# Anyone have Tendon problems?



## sidpb (Jan 2, 2010)

I was diagnosed with Graves almost 3 years ago. Had my thyroid removed in February of '10 (I think) and have ruptured my ACL 2 times in my left leg. Ruptured my left groin (took a little pubic bone with it). Ruptured the tendon in my left ring finger and last night I just ruptured my Achilles in my right leg. Seems to be a trend... I assume it's the Graves and was wondering if there was any supplements or something I could take to help strengthen my tendons. I currently take magnesium because I heard that was helpful. Anything else? Anyone else have these problems??? This, and dryness in my eyes seems to be the only side effects so far. I was just standing in the grass and it felt like someone threw a baseball at my calf. Now I can't put any pressure on my heel. BLAH!!!


----------



## Octavia (Aug 1, 2011)

Ummm...ouch!

(That's really all I have to contribute, as I have not dealt with Graves or ruptured tendons. But I hope you get to the bottom of it, whatever it is!)


----------



## Andros (Aug 26, 2009)

sidpb said:


> I was diagnosed with Graves almost 3 years ago. Had my thyroid removed in February of '10 (I think) and have ruptured my ACL 2 times in my left leg. Ruptured my left groin (took a little pubic bone with it). Ruptured the tendon in my left ring finger and last night I just ruptured my Achilles in my right leg. Seems to be a trend... I assume it's the Graves and was wondering if there was any supplements or something I could take to help strengthen my tendons. I currently take magnesium because I heard that was helpful. Anything else? Anyone else have these problems??? This, and dryness in my eyes seems to be the only side effects so far. I was just standing in the grass and it felt like someone threw a baseball at my calf. Now I can't put any pressure on my heel. BLAH!!!
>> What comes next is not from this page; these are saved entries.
//! Field-level validation helpers for the inventory domain

use rust_decimal::Decimal;

use crate::error::{DomainError, DomainResult};

/// Validate slug format: ASCII letters, digits, hyphens and underscores
pub fn validate_slug(slug: &str) -> DomainResult<()> {
    if slug.is_empty() {
        return Err(DomainError::validation("slug", "Slug cannot be empty"));
    }
    if slug.len() > 50 {
        return Err(DomainError::validation("slug", "Slug must be at most 50 characters"));
    }
    if !slug
        .chars()
        .all(|c| c.is_ascii_alphanumeric() || c == '-' || c == '_')
    {
        return Err(DomainError::validation(
            "slug",
            "Slug may only contain letters, digits, hyphens and underscores",
        ));
    }
    Ok(())
}

/// Validate a catalog name: non-blank and at most `max_len` characters
pub fn validate_catalog_name(field: &str, name: &str, max_len: usize) -> DomainResult<()> {
    if name.trim().is_empty() {
        return Err(DomainError::validation(field, "Name cannot be empty"));
    }
    if name.chars().count() > max_len {
        return Err(DomainError::validation(
            field,
            format!("Name must be at most {} characters", max_len),
        ));
    }
    Ok(())
}

/// Validate a warehouse level label (a single letter)
pub fn validate_level_label(level: &str) -> DomainResult<()> {
    let mut chars = level.chars();
    match (chars.next(), chars.next()) {
        (Some(c), None) if c.is_ascii_alphabetic() => Ok(()),
        _ => Err(DomainError::validation("level", "Level must be a single letter")),
    }
}

/// Validate a quantity is at least `min`
pub fn validate_quantity(value: i64, min: i64) -> DomainResult<()> {
    if value < min {
        return Err(DomainError::InvalidQuantity { min, got: value });
    }
    Ok(())
}

/// Validate a money amount: non-negative and within `max_digits` total digits, 2 decimals
pub fn validate_amount(field: &str, amount: Decimal, max_digits: u32) -> DomainResult<()> {
    if amount < Decimal::ZERO {
        return Err(DomainError::validation(field, "Amount cannot be negative"));
    }
    if amount.scale() > 2 && amount != amount.round_dp(2) {
        return Err(DomainError::validation(field, "Amount allows at most 2 decimal places"));
    }
    let limit = Decimal::from(10i64.pow(max_digits - 2));
    if amount >= limit {
        return Err(DomainError::validation(
            field,
            format!("Amount must be below {}", limit),
        ));
    }
    Ok(())
}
Are you taking any other meds such as Metformin (glucophage), Quinalones i.e. Cipro, Fluorquinalone etc. or Statin drugs?

These deplete your CoQ10 big time and cause tendon ruptures.
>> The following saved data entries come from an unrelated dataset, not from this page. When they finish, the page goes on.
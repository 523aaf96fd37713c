//! Reference catalogs: device types and simple lookup tables

use serde::{Deserialize, Serialize};

use super::device::{registered_slugs, resolve_specialization, DeviceKind};
use crate::error::{DomainError, DomainResult};
use crate::validation::{validate_catalog_name, validate_slug};

/// Device type catalog entry (e.g. "Monitor", slug "M")
#[derive(Debug, Clone, Serialize, Deserialize)]
pub struct DeviceType {
    pub id: i64,
    pub name: String,
    pub slug: String,
    /// Devices of this type are triaged one by one and carry a specialization
    pub uses_triage: bool,
}

impl DeviceType {
    /// Checks run before a device type is saved
    pub fn validate(&self) -> DomainResult<()> {
        validate_device_type(&self.name, &self.slug, self.uses_triage)
    }

    /// Specialization of this type; fails for types that are not triaged
    pub fn kind(&self) -> DomainResult<DeviceKind> {
        resolve_specialization(&self.slug)
    }
}

/// Validate a device type before saving it.
///
/// A type that uses triage must carry a slug declared by one of the device
/// specializations.
pub fn validate_device_type(name: &str, slug: &str, uses_triage: bool) -> DomainResult<()> {
    validate_catalog_name("name", name, 20)?;
    validate_slug(slug)?;
    if uses_triage && resolve_specialization(slug).is_err() {
        return Err(DomainError::InvalidCatalogEntry {
            slug: slug.to_string(),
            options: registered_slugs().join(", "),
        });
    }
    Ok(())
}

/// Intake type; `priced` means every detail must carry a subtotal
#[derive(Debug, Clone, Serialize, Deserialize)]
pub struct IntakeType {
    pub id: i64,
    pub name: String,
    pub priced: bool,
}

/// Lookup tables with a single name column
#[derive(Debug, Clone, Copy, Serialize, Deserialize, PartialEq, Eq)]
#[serde(rename_all = "snake_case")]
pub enum CatalogKind {
    Brand,
    Model,
    Measure,
    Processor,
    PortType,
    MouseType,
    MonitorType,
    NetworkType,
    SoftwareType,
    SystemVersion,
    DeliveryType,
}

impl CatalogKind {
    pub const ALL: [CatalogKind; 11] = [
        CatalogKind::Brand,
        CatalogKind::Model,
        CatalogKind::Measure,
        CatalogKind::Processor,
        CatalogKind::PortType,
        CatalogKind::MouseType,
        CatalogKind::MonitorType,
        CatalogKind::NetworkType,
        CatalogKind::SoftwareType,
        CatalogKind::SystemVersion,
        CatalogKind::DeliveryType,
    ];

    /// Storage table backing this catalog
    pub fn table(&self) -> &'static str {
        match self {
            CatalogKind::Brand => "device_brands",
            CatalogKind::Model => "device_models",
            CatalogKind::Measure => "device_measures",
            CatalogKind::Processor => "processors",
            CatalogKind::PortType => "port_types",
            CatalogKind::MouseType => "mouse_types",
            CatalogKind::MonitorType => "monitor_types",
            CatalogKind::NetworkType => "network_types",
            CatalogKind::SoftwareType => "software_types",
            CatalogKind::SystemVersion => "system_versions",
            CatalogKind::DeliveryType => "delivery_types",
        }
    }

    /// Maximum name length accepted by the catalog
    pub fn max_name_len(&self) -> usize {
        match self {
            CatalogKind::Brand | CatalogKind::Model => 20,
            CatalogKind::Measure | CatalogKind::MouseType | CatalogKind::MonitorType => 15,
            CatalogKind::Processor | CatalogKind::SoftwareType => 25,
            CatalogKind::PortType | CatalogKind::SystemVersion | CatalogKind::DeliveryType => 30,
            CatalogKind::NetworkType => 45,
        }
    }

    pub fn as_str(&self) -> &'static str {
        match self {
            CatalogKind::Brand => "brand",
            CatalogKind::Model => "model",
            CatalogKind::Measure => "measure",
            CatalogKind::Processor => "processor",
            CatalogKind::PortType => "port_type",
            CatalogKind::MouseType => "mouse_type",
            CatalogKind::MonitorType => "monitor_type",
            CatalogKind::NetworkType => "network_type",
            CatalogKind::SoftwareType => "software_type",
            CatalogKind::SystemVersion => "system_version",
            CatalogKind::DeliveryType => "delivery_type",
        }
    }

    pub fn from_str(s: &str) -> Option<Self> {
        CatalogKind::ALL.into_iter().find(|k| k.as_str() == s)
    }

    pub fn validate_name(&self, name: &str) -> DomainResult<()> {
        validate_catalog_name("name", name, self.max_name_len())
    }
}

/// Row of a single-name catalog
#[derive(Debug, Clone, Serialize, Deserialize)]
pub struct CatalogEntry {
    pub id: i64,
    pub name: String,
}

/// Device port, typed by a port type entry
#[derive(Debug, Clone, Serialize, Deserialize)]
pub struct Port {
    pub id: i64,
    pub name: String,
    pub port_type_id: i64,
}

/// Package template listing which device types a bundle should contain
#[derive(Debug, Clone, Serialize, Deserialize)]
pub struct PackageType {
    pub id: i64,
    pub name: String,
    pub device_type_ids: Vec<i64>,
}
I am so so sorry for your horrible experiences; what a mess this has to be.

Also, Graves' can cause painful myopathy but I never heard of ruptures.
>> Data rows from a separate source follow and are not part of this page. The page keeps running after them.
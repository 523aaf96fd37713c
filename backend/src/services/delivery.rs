//! Delivery service: outbound batches, reviews and finalization

use chrono::{DateTime, NaiveDate, Utc};
use serde::{Deserialize, Serialize};
use sqlx::PgPool;
use uuid::Uuid;
use validator::Validate;

use crate::error::{AppError, AppResult};
use crate::models::{check_delivery_open, check_finalizable, Delivery, DeliveryReview, Package, PackageAssignment};
use crate::services::device::{lock_devices_by_ids, save_lifecycle};
use crate::services::package::{AssignmentRow, PackageRow, ASSIGNMENT_COLUMNS, PACKAGE_COLUMNS};

/// Delivery service for outbound batches
#[derive(Clone)]
pub struct DeliveryService {
    db: PgPool,
}

/// Database row for delivery
#[derive(Debug, sqlx::FromRow)]
struct DeliveryRow {
    id: i64,
    delivery_type_id: i64,
    date: NaiveDate,
    school_code: Option<String>,
    is_delivery: bool,
    in_creation: bool,
    needs_review: bool,
    notes: Option<String>,
    created_by: Uuid,
    created_at: DateTime<Utc>,
}

impl From<DeliveryRow> for Delivery {
    fn from(row: DeliveryRow) -> Self {
        Delivery {
            id: row.id,
            delivery_type_id: row.delivery_type_id,
            date: row.date,
            school_code: row.school_code,
            is_delivery: row.is_delivery,
            in_creation: row.in_creation,
            needs_review: row.needs_review,
            notes: row.notes,
            created_by: row.created_by,
            created_at: row.created_at,
        }
    }
}

const DELIVERY_COLUMNS: &str = "id, delivery_type_id, date, school_code, is_delivery, \
     in_creation, needs_review, notes, created_by, created_at";

/// Database row for delivery review
#[derive(Debug, sqlx::FromRow)]
struct ReviewRow {
    id: i64,
    delivery_id: i64,
    reviewed_by: Uuid,
    reviewed_at: DateTime<Utc>,
    notes: Option<String>,
    approved: bool,
}

impl From<ReviewRow> for DeliveryReview {
    fn from(row: ReviewRow) -> Self {
        DeliveryReview {
            id: row.id,
            delivery_id: row.delivery_id,
            reviewed_by: row.reviewed_by,
            reviewed_at: row.reviewed_at,
            notes: row.notes,
            approved: row.approved,
        }
    }
}

/// Input for creating a delivery
#[derive(Debug, Deserialize, Validate)]
pub struct CreateDeliveryInput {
    pub delivery_type_id: i64,
    pub date: NaiveDate,
    #[validate(length(max = 30))]
    pub school_code: Option<String>,
    #[serde(default = "default_true")]
    pub is_delivery: bool,
    pub notes: Option<String>,
}

fn default_true() -> bool {
    true
}

/// Input for reviewing a delivery
#[derive(Debug, Deserialize, Validate)]
pub struct ReviewDeliveryInput {
    pub approved: bool,
    #[validate(length(max = 1000))]
    pub notes: Option<String>,
}

/// Result of closing a delivery
#[derive(Debug, Serialize)]
pub struct FinalizeDeliveryResult {
    pub delivery: Delivery,
    pub packages: usize,
    pub delivered: usize,
}

impl DeliveryService {
    /// Create a new DeliveryService instance
    pub fn new(db: PgPool) -> Self {
        Self { db }
    }

    /// Open a delivery; it starts in creation and awaiting review
    pub async fn create_delivery(&self, user_id: Uuid, input: CreateDeliveryInput) -> AppResult<Delivery> {
        input.validate()?;

        let row = sqlx::query_as::<_, DeliveryRow>(&format!(
            r#"
            INSERT INTO deliveries (delivery_type_id, date, school_code, is_delivery, notes, created_by)
            VALUES ($1, $2, $3, $4, $5, $6)
            RETURNING {}
            "#,
            DELIVERY_COLUMNS
        ))
        .bind(input.delivery_type_id)
        .bind(input.date)
        .bind(&input.school_code)
        .bind(input.is_delivery)
        .bind(&input.notes)
        .bind(user_id)
        .fetch_one(&self.db)
        .await?;

        tracing::info!(delivery_id = row.id, school = ?row.school_code, "Delivery created");
        Ok(row.into())
    }

    /// Get a delivery by ID
    pub async fn get_delivery(&self, delivery_id: i64) -> AppResult<Delivery> {
        let row = sqlx::query_as::<_, DeliveryRow>(&format!(
            "SELECT {} FROM deliveries WHERE id = $1",
            DELIVERY_COLUMNS
        ))
        .bind(delivery_id)
        .fetch_optional(&self.db)
        .await?
        .ok_or_else(|| AppError::NotFound(format!("Delivery {}", delivery_id)))?;

        Ok(row.into())
    }

    /// List deliveries, newest first
    pub async fn list_deliveries(&self, in_creation: Option<bool>) -> AppResult<Vec<Delivery>> {
        let rows = sqlx::query_as::<_, DeliveryRow>(&format!(
            "SELECT {} FROM deliveries WHERE ($1::boolean IS NULL OR in_creation = $1) ORDER BY date DESC, id DESC",
            DELIVERY_COLUMNS
        ))
        .bind(in_creation)
        .fetch_all(&self.db)
        .await?;

        Ok(rows.into_iter().map(Into::into).collect())
    }

    /// Record a review. An approving review clears the review flag.
    pub async fn review_delivery(
        &self,
        user_id: Uuid,
        delivery_id: i64,
        input: ReviewDeliveryInput,
    ) -> AppResult<DeliveryReview> {
        input.validate()?;

        let mut tx = self.db.begin().await?;

        let in_creation = sqlx::query_scalar::<_, bool>(
            "SELECT in_creation FROM deliveries WHERE id = $1 FOR UPDATE",
        )
        .bind(delivery_id)
        .fetch_optional(&mut *tx)
        .await?
        .ok_or_else(|| AppError::NotFound(format!("Delivery {}", delivery_id)))?;
        check_delivery_open(delivery_id, in_creation)?;

        let row = sqlx::query_as::<_, ReviewRow>(
            r#"
            INSERT INTO delivery_reviews (delivery_id, reviewed_by, notes, approved)
            VALUES ($1, $2, $3, $4)
            RETURNING id, delivery_id, reviewed_by, reviewed_at, notes, approved
            "#,
        )
        .bind(delivery_id)
        .bind(user_id)
        .bind(&input.notes)
        .bind(input.approved)
        .fetch_one(&mut *tx)
        .await?;

        sqlx::query("UPDATE deliveries SET needs_review = $1 WHERE id = $2")
            .bind(!input.approved)
            .bind(delivery_id)
            .execute(&mut *tx)
            .await?;

        tx.commit().await?;

        tracing::info!(delivery_id, approved = input.approved, "Delivery reviewed");
        Ok(row.into())
    }

    /// Reviews of a delivery, oldest first
    pub async fn list_reviews(&self, delivery_id: i64) -> AppResult<Vec<DeliveryReview>> {
        let rows = sqlx::query_as::<_, ReviewRow>(
            r#"
            SELECT id, delivery_id, reviewed_by, reviewed_at, notes, approved
            FROM delivery_reviews WHERE delivery_id = $1 ORDER BY reviewed_at, id
            "#,
        )
        .bind(delivery_id)
        .fetch_all(&self.db)
        .await?;

        Ok(rows.into_iter().map(Into::into).collect())
    }

    /// Close a delivery and hand its devices over, all in one transaction
    pub async fn finalize_delivery(&self, user_id: Uuid, delivery_id: i64) -> AppResult<FinalizeDeliveryResult> {
        let mut tx = self.db.begin().await?;

        let mut delivery: Delivery = sqlx::query_as::<_, DeliveryRow>(&format!(
            "SELECT {} FROM deliveries WHERE id = $1 FOR UPDATE",
            DELIVERY_COLUMNS
        ))
        .bind(delivery_id)
        .fetch_optional(&mut *tx)
        .await?
        .ok_or_else(|| AppError::NotFound(format!("Delivery {}", delivery_id)))?
        .into();

        let packages: Vec<Package> = sqlx::query_as::<_, PackageRow>(&format!(
            "SELECT {} FROM packages WHERE delivery_id = $1 ORDER BY package_index FOR UPDATE",
            PACKAGE_COLUMNS
        ))
        .bind(delivery_id)
        .fetch_all(&mut *tx)
        .await?
        .into_iter()
        .map(Into::into)
        .collect();

        let package_ids: Vec<i64> = packages.iter().map(|p| p.id).collect();
        let assignments: Vec<PackageAssignment> = sqlx::query_as::<_, AssignmentRow>(&format!(
            "SELECT {} FROM package_assignments WHERE package_id = ANY($1) ORDER BY id FOR UPDATE",
            ASSIGNMENT_COLUMNS
        ))
        .bind(&package_ids)
        .fetch_all(&mut *tx)
        .await?
        .into_iter()
        .map(Into::into)
        .collect();

        let device_ids: Vec<Uuid> = assignments.iter().map(|a| a.device_id).collect();
        let mut devices = lock_devices_by_ids(&mut tx, &device_ids).await?;

        check_finalizable(&delivery, &packages, &assignments, &devices)?;

        for device in devices.iter_mut() {
            device.deliver()?;
            save_lifecycle(&mut tx, device).await?;
        }

        sqlx::query("UPDATE deliveries SET in_creation = FALSE WHERE id = $1")
            .bind(delivery_id)
            .execute(&mut *tx)
            .await?;
        delivery.in_creation = false;

        tx.commit().await?;

        tracing::info!(
            delivery_id,
            packages = packages.len(),
            delivered = devices.len(),
            finalized_by = %user_id,
            "Delivery finalized"
        );

        Ok(FinalizeDeliveryResult {
            delivery,
            packages: packages.len(),
            delivered: devices.len(),
        })
    }
}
http://journals.lww.com/co-neurology/Abstract/2008/10000/Drug_induced_myopathies.13.aspx

http://www.ingentaconnect.com/content/ben/cds/2007/00000002/00000001/art00008

Let us know what you think of the above input.


----------



## sidpb (Jan 2, 2010)

I do not take any of those medications. I did have terrible myopathy before I had my thyroid removed but not now. I do still have problems with my hands and feet falling asleep. My hands can literally shrivel up (thumbs sucked into the palm and fingers curled) and become completely useless if my adrenaline gets too high. I also can't rest my arms up very high or they fall asleep along with my legs if I sit in any position too long. I've always attributed this to the Graves. I have an appointment with the Orthopedist this afternoon so I guess I'll bring it up with him.


----------



## Andros (Aug 26, 2009)

sidpb said:


> I do not take any of those medications. I did have terrible myopathy before I had my thyroid removed but not now. I do still have problems with my hands and feet falling asleep. My hands can literally shrivel up (thumbs sucked into the palm and fingers curled) and become completely useless if my adrenaline gets too high. I also can't rest my arms up very high or they fall asleep along with my legs if I sit in any position too long. I've always attributed this to the Graves. I have an appointment with the Orthopedist this afternoon so I guess I'll bring it up with him.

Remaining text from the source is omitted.